# Financial News API

This is a tutorial notebook for accessing text content related to financial stocks. In particular, it acts as a client example to connect to a news search engine instance, hosting the news headline dataset found here:
 * https://www.kaggle.com/miguelaenlle/massive-stock-news-analysis-db-for-nlpbacktests
 

## Terrier Search Client

For the hackathon, we have hosted a search index backed by the open source Terrier search engine (http://terrier.org) containing the documents in the above dataset. To connect to this search back-end in Python, we need a libruary called PyTerrier. You can find documentation for PyTerrier here:
 * https://pyterrier.readthedocs.io/en/latest/
 
If you are running this notebook on the javiersanzcruza/pyterrier-jupyter docker container image, then you are good-to-go, as PyTerrier is already installed. otherwise, run the command below:

In [None]:
# Install PyTerrier
!pip install python-terrier

Next we need to import and initalize PyTerrier, this checks that all the components of the libruary are available and functioning:

In [None]:
import pyterrier as pt
import requests
pt.init()

Since we will be using a remote pre-built index, we need to tell PyTerrier where to find the access end-point for that index, we do this with a search index reference, or IndexRef for short. In this case, 'http://superfp7.terrier.org/newspt/' points at where the search index is currently hosted, if using a different index, you would instead point it at a different location.

In [None]:
indexref = pt.IndexRef.of("http://superfp7.terrier.org/newspt/")

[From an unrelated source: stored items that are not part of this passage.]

mod handler;
mod model;

pub use handler::{login, logout, me};
// 活动存储库
// 包含活动相关的数据库操作

use futures_util::{FutureExt, future::BoxFuture};
use sqlx::{Error as SqlxError, PgPool};

use crate::database::EventStore;
use crate::database::models::event::{EventEntity, EventInput};

const INIT_SQL: &str = include_str!("../../../migrations/init.sql");

const EVENT_COLUMNS: &str = "id, title, description, date, end_date, location, image_url, \
                             max_participants, created_at, updated_at";

/// 基于 PostgreSQL 的活动存储
#[derive(Clone)]
pub struct EventOperation {
    db: PgPool,
}

impl EventOperation {
    pub fn new(db: PgPool) -> Self {
        Self { db }
    }

    /// 建表（幂等）
    pub async fn migrate(&self) -> Result<(), SqlxError> {
        tracing::info!("Migrating database...");
        sqlx::raw_sql(INIT_SQL).execute(&self.db).await?;
        tracing::info!("Database migration complete");
        Ok(())
    }
}

impl EventStore for EventOperation {
    fn list_events(&self, include_past: bool) -> BoxFuture<'_, Result<Vec<EventEntity>, SqlxError>> {
        async move {
            let sql = if include_past {
                format!("SELECT {EVENT_COLUMNS} FROM events ORDER BY date ASC, id ASC")
            } else {
                format!(
                    "SELECT {EVENT_COLUMNS} FROM events WHERE date >= NOW() ORDER BY date ASC, id ASC"
                )
            };
            sqlx::query_as::<_, EventEntity>(&sql)
                .fetch_all(&self.db)
                .await
        }
        .boxed()
    }

    fn get_event(&self, id: i32) -> BoxFuture<'_, Result<Option<EventEntity>, SqlxError>> {
        async move {
            sqlx::query_as::<_, EventEntity>(&format!(
                "SELECT {EVENT_COLUMNS} FROM events WHERE id = $1"
            ))
            .bind(id)
            .fetch_optional(&self.db)
            .await
        }
        .boxed()
    }

    fn create_event(&self, input: EventInput) -> BoxFuture<'_, Result<EventEntity, SqlxError>> {
        async move {
            sqlx::query_as::<_, EventEntity>(&format!(
                r#"
                INSERT INTO events (title, description, date, end_date, location, image_url, max_participants)
                VALUES ($1, $2, $3, $4, $5, $6, $7)
                RETURNING {EVENT_COLUMNS}
                "#
            ))
            .bind(input.title)
            .bind(input.description)
            .bind(input.date)
            .bind(input.end_date)
            .bind(input.location)
            .bind(input.image_url)
            .bind(input.max_participants)
            .fetch_one(&self.db)
            .await
        }
        .boxed()
    }

    fn update_event(
        &self,
        id: i32,
        input: EventInput,
    ) -> BoxFuture<'_, Result<Option<EventEntity>, SqlxError>> {
        async move {
            sqlx::query_as::<_, EventEntity>(&format!(
                r#"
                UPDATE events SET
                    title = $1,
                    description = $2,
                    date = $3,
                    end_date = $4,
                    location = $5,
                    image_url = $6,
                    max_participants = $7,
                    updated_at = NOW()
                WHERE id = $8
                RETURNING {EVENT_COLUMNS}
                "#
            ))
            .bind(input.title)
            .bind(input.description)
            .bind(input.date)
            .bind(input.end_date)
            .bind(input.location)
            .bind(input.image_url)
            .bind(input.max_participants)
            .bind(id)
            .fetch_optional(&self.db)
            .await
        }
        .boxed()
    }

    fn delete_event(&self, id: i32) -> BoxFuture<'_, Result<bool, SqlxError>> {
        async move {
            let result = sqlx::query("DELETE FROM events WHERE id = $1")
                .bind(id)
                .execute(&self.db)
                .await?;
            Ok(result.rows_affected() > 0)
        }
        .boxed()
    }
}
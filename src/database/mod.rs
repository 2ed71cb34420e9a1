// 数据库模块
// 包含活动实体定义和存储操作

pub mod models;
pub mod operations;

use futures_util::future::BoxFuture;
use sqlx::Error as SqlxError;

pub use models::event::{EventEntity, EventInput};
pub use operations::{EventOperation, MemoryEventOperation};

/// 活动存储接口
///
/// 列表按开始时间升序；`include_past` 为 false 时只返回尚未开始的活动。
pub trait EventStore: Send + Sync {
    fn list_events(&self, include_past: bool) -> BoxFuture<'_, Result<Vec<EventEntity>, SqlxError>>;

    fn get_event(&self, id: i32) -> BoxFuture<'_, Result<Option<EventEntity>, SqlxError>>;

    fn create_event(&self, input: EventInput) -> BoxFuture<'_, Result<EventEntity, SqlxError>>;

    /// id 不存在时返回 `None`
    fn update_event(
        &self,
        id: i32,
        input: EventInput,
    ) -> BoxFuture<'_, Result<Option<EventEntity>, SqlxError>>;

    /// 返回是否真的删除了记录
    fn delete_event(&self, id: i32) -> BoxFuture<'_, Result<bool, SqlxError>>;
}
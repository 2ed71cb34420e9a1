use std::collections::HashSet;
use std::sync::Arc;

use parking_lot::RwLock;
use uuid::Uuid;

/// 管理员会话存储
///
/// 只保存当前有效的 token 集合，进程重启后全部失效。
/// 克隆开销很小，所有克隆共享同一个集合。
#[derive(Debug, Clone, Default)]
pub struct SessionStore {
    tokens: Arc<RwLock<HashSet<String>>>,
}

impl SessionStore {
    pub fn new() -> Self {
        Self::default()
    }

    /// 创建会话并返回新 token
    pub fn create_session(&self) -> String {
        let mut tokens = self.tokens.write();
        loop {
            let token = Uuid::new_v4().to_string();
            if tokens.insert(token.clone()) {
                return token;
            }
        }
    }

    /// 空字符串和未知 token 一律返回 false
    pub fn validate_session(&self, token: &str) -> bool {
        !token.is_empty() && self.tokens.read().contains(token)
    }

    /// 删除会话，token 不存在时什么也不做
    pub fn delete_session(&self, token: &str) {
        self.tokens.write().remove(token);
    }

    pub fn len(&self) -> usize {
        self.tokens.read().len()
    }

    pub fn is_empty(&self) -> bool {
        self.tokens.read().is_empty()
    }
}
use serde::{Deserialize, Serialize};

#[derive(Debug, Default, Deserialize)]
pub struct LoginRequest {
    #[serde(default)]
    pub password: Option<String>,
}

#[derive(Debug, Serialize)]
pub struct LoginResponse {
    pub token: String,
}

#[derive(Debug, Serialize)]
pub struct SessionStatusResponse {
    pub authenticated: bool,
}

#[derive(Debug, Serialize)]
pub struct LogoutResponse {
    pub ok: bool,
}
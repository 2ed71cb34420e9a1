use std::net::{IpAddr, SocketAddr};
use std::sync::Arc;

use club_poisson::{
    AppState,
    config::Config,
    database::{EventOperation, EventStore, MemoryEventOperation},
    router::create_router,
};
use sqlx::Executor;
use sqlx::postgres::PgPoolOptions;
use tracing_subscriber::{layer::SubscriberExt, util::SubscriberInitExt};

#[tokio::main]
async fn main() {
    // 初始化日志
    tracing_subscriber::registry()
        .with(tracing_subscriber::EnvFilter::new(
            std::env::var("RUST_LOG").unwrap_or_else(|_| "info".into()),
        ))
        .with(tracing_subscriber::fmt::layer())
        .init();

    // 加载配置
    let config = or_exit(
        Config::from_env(),
        "Failed to load configuration (ADMIN_PASSWORD must be set)",
    );

    // 设置活动存储
    let events: Arc<dyn EventStore> = match &config.database_url {
        Some(database_url) => {
            let pool = PgPoolOptions::new()
                .max_connections(config.database_max_connections)
                .after_connect(|conn, _meta| {
                    Box::pin(async move {
                        conn.execute("SET application_name = 'club_poisson';")
                            .await?;
                        Ok(())
                    })
                })
                .connect(database_url)
                .await;
            let pool = or_exit(pool, "Failed to connect to Postgres");

            let operation = EventOperation::new(pool);
            or_exit(operation.migrate().await, "Failed to migrate database");
            Arc::new(operation)
        }
        None => {
            tracing::warn!("DATABASE_URL not set, events are kept in memory only");
            Arc::new(MemoryEventOperation::new())
        }
    };

    let addr = SocketAddr::new(
        config.server_host.parse().unwrap_or_else(|_| {
            tracing::warn!("Invalid server_host, falling back to dual-stack default");
            IpAddr::V6(std::net::Ipv6Addr::UNSPECIFIED)
        }),
        config.server_port,
    );

    // 设置应用状态
    let state = AppState::new(config, events);
    let app = create_router(state);

    // 启动服务器
    let listener = or_exit(
        tokio::net::TcpListener::bind(&addr).await,
        &format!("Failed to bind {addr}"),
    );
    tracing::info!("Server listening on {}", addr);
    or_exit(
        axum::serve(listener, app)
            .with_graceful_shutdown(shutdown_signal())
            .await,
        "Server error",
    );
}

/// 启动阶段的错误记录日志后退出进程
fn or_exit<T, E: std::fmt::Display>(result: Result<T, E>, context: &str) -> T {
    match result {
        Ok(value) => value,
        Err(e) => {
            tracing::error!("{}: {}", context, e);
            std::process::exit(1);
        }
    }
}

async fn shutdown_signal() {
    if let Err(e) = tokio::signal::ctrl_c().await {
        tracing::error!("Failed to listen for shutdown signal: {}", e);
        std::future::pending::<()>().await;
    }
    tracing::info!("Shutting down");
}
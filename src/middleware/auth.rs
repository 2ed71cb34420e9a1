use axum::{
    body::Body,
    extract::State,
    http::{HeaderMap, Request, header::AUTHORIZATION},
    middleware::Next,
    response::Response,
};

use crate::{AppState, error::AppError, session::SessionStore};

const BEARER_PREFIX: &str = "Bearer ";

/// 解析 `Bearer <token>` 格式的头部值
///
/// `"Bearer "` 后面为空时返回 `Some("")`，由会话校验负责拒绝。
pub fn parse_bearer(value: &str) -> Option<&str> {
    value.strip_prefix(BEARER_PREFIX)
}

pub fn extract_bearer_token(headers: &HeaderMap) -> Option<&str> {
    headers
        .get(AUTHORIZATION)
        .and_then(|header| header.to_str().ok())
        .and_then(parse_bearer)
}

pub fn require_auth(sessions: &SessionStore, headers: &HeaderMap) -> Result<(), AppError> {
    match extract_bearer_token(headers) {
        Some(token) if sessions.validate_session(token) => Ok(()),
        _ => Err(AppError::Unauthorized),
    }
}

pub async fn auth_middleware(
    State(state): State<AppState>,
    request: Request<Body>,
    next: Next,
) -> Result<Response, AppError> {
    if let Err(e) = require_auth(&state.sessions, request.headers()) {
        tracing::warn!(
            "Rejected unauthenticated request: {} {}",
            request.method(),
            request.uri().path()
        );
        return Err(e);
    }

    Ok(next.run(request).await)
}
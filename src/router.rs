use axum::{
    Router,
    http::{
        Method,
        header::{AUTHORIZATION, CONTENT_TYPE},
    },
    routing::{get, post, put},
};
use tower_http::cors::{Any, CorsLayer};

use crate::{
    AppState,
    middleware::{auth_middleware, log_errors},
    routes,
};

/// 前端由独立的开发服务器提供，允许任意来源跨域访问
pub fn cors_layer() -> CorsLayer {
    CorsLayer::new()
        .allow_origin(Any)
        .allow_methods([
            Method::GET,
            Method::POST,
            Method::PUT,
            Method::DELETE,
            Method::OPTIONS,
        ])
        .allow_headers([CONTENT_TYPE, AUTHORIZATION])
}

// 创建主路由
pub fn create_router(state: AppState) -> Router {
    // 公开路由
    let public_routes = Router::new()
        .route("/health", get(routes::health))
        .route("/auth/login", post(routes::auth::login))
        .route("/auth/me", get(routes::auth::me))
        .route("/auth/logout", post(routes::auth::logout))
        .route("/events", get(routes::event::list_events))
        .route("/events/{id}", get(routes::event::get_event));

    // 修改活动需要管理员 token
    let protected_routes = Router::new()
        .route("/events", post(routes::event::create_event))
        .route(
            "/events/{id}",
            put(routes::event::update_event).delete(routes::event::delete_event),
        )
        .route_layer(axum::middleware::from_fn_with_state(
            state.clone(),
            auth_middleware,
        ));

    // 路径存在但方法不对时同样返回 JSON 404，且不经过鉴权
    let api_routes = Router::new()
        .merge(public_routes)
        .merge(protected_routes)
        .method_not_allowed_fallback(routes::not_found);

    // 前缀为空时直接挂在根路径
    let router = match state.config.api_base_uri.as_str() {
        "" => Router::new().merge(api_routes),
        prefix => Router::new().nest(prefix, api_routes),
    };

    router
        .fallback(routes::not_found)
        .layer(axum::middleware::from_fn(log_errors))
        .layer(cors_layer())
        .with_state(state)
}
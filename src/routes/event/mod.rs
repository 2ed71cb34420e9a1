mod handler;
mod model;

pub use handler::{create_event, delete_event, get_event, list_events, update_event};
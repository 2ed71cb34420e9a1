use sha2::{Digest, Sha256};

/// 比较管理员密码
///
/// 先取摘要再比较，比较耗时与密码内容无关。
pub fn verify_password(candidate: &str, expected: &str) -> bool {
    Sha256::digest(candidate.as_bytes()) == Sha256::digest(expected.as_bytes())
}
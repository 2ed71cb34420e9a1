pub mod event;
pub mod memory;

pub use event::EventOperation;
pub use memory::MemoryEventOperation;
//! Data management module
//!
//! Handles bars, ticks, per-series storage and tick aggregation.

pub mod aggregator;
pub mod candle;
pub mod instrument;
pub mod series;
pub mod storage;
pub mod timeframe;

pub use aggregator::*;
pub use candle::*;
pub use instrument::*;
pub use series::*;
pub use storage::*;
pub use timeframe::*;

Now that PyTerrier knows where the index is, we can issue queries to it. You can find out more about retrieval here:
 * https://pyterrier.readthedocs.io/en/latest/terrier-retrieval.html
 
However, in short, we first create a 'Retriever' object, which you can think as a delivery service that we are going to send our queries with. This retriever has an target index address which is set by our IndexRef, and can contain some additional instructions to be looked at by the remote index when executing our queries. In this case, we are setting a weighting model (wmodel) that specifies how documents are scored (DPH), and setting the number of top results to return to 20. 

In [None]:
retriever = pt.BatchRetrieve(indexref, wmodel="DPH", num_results = 20)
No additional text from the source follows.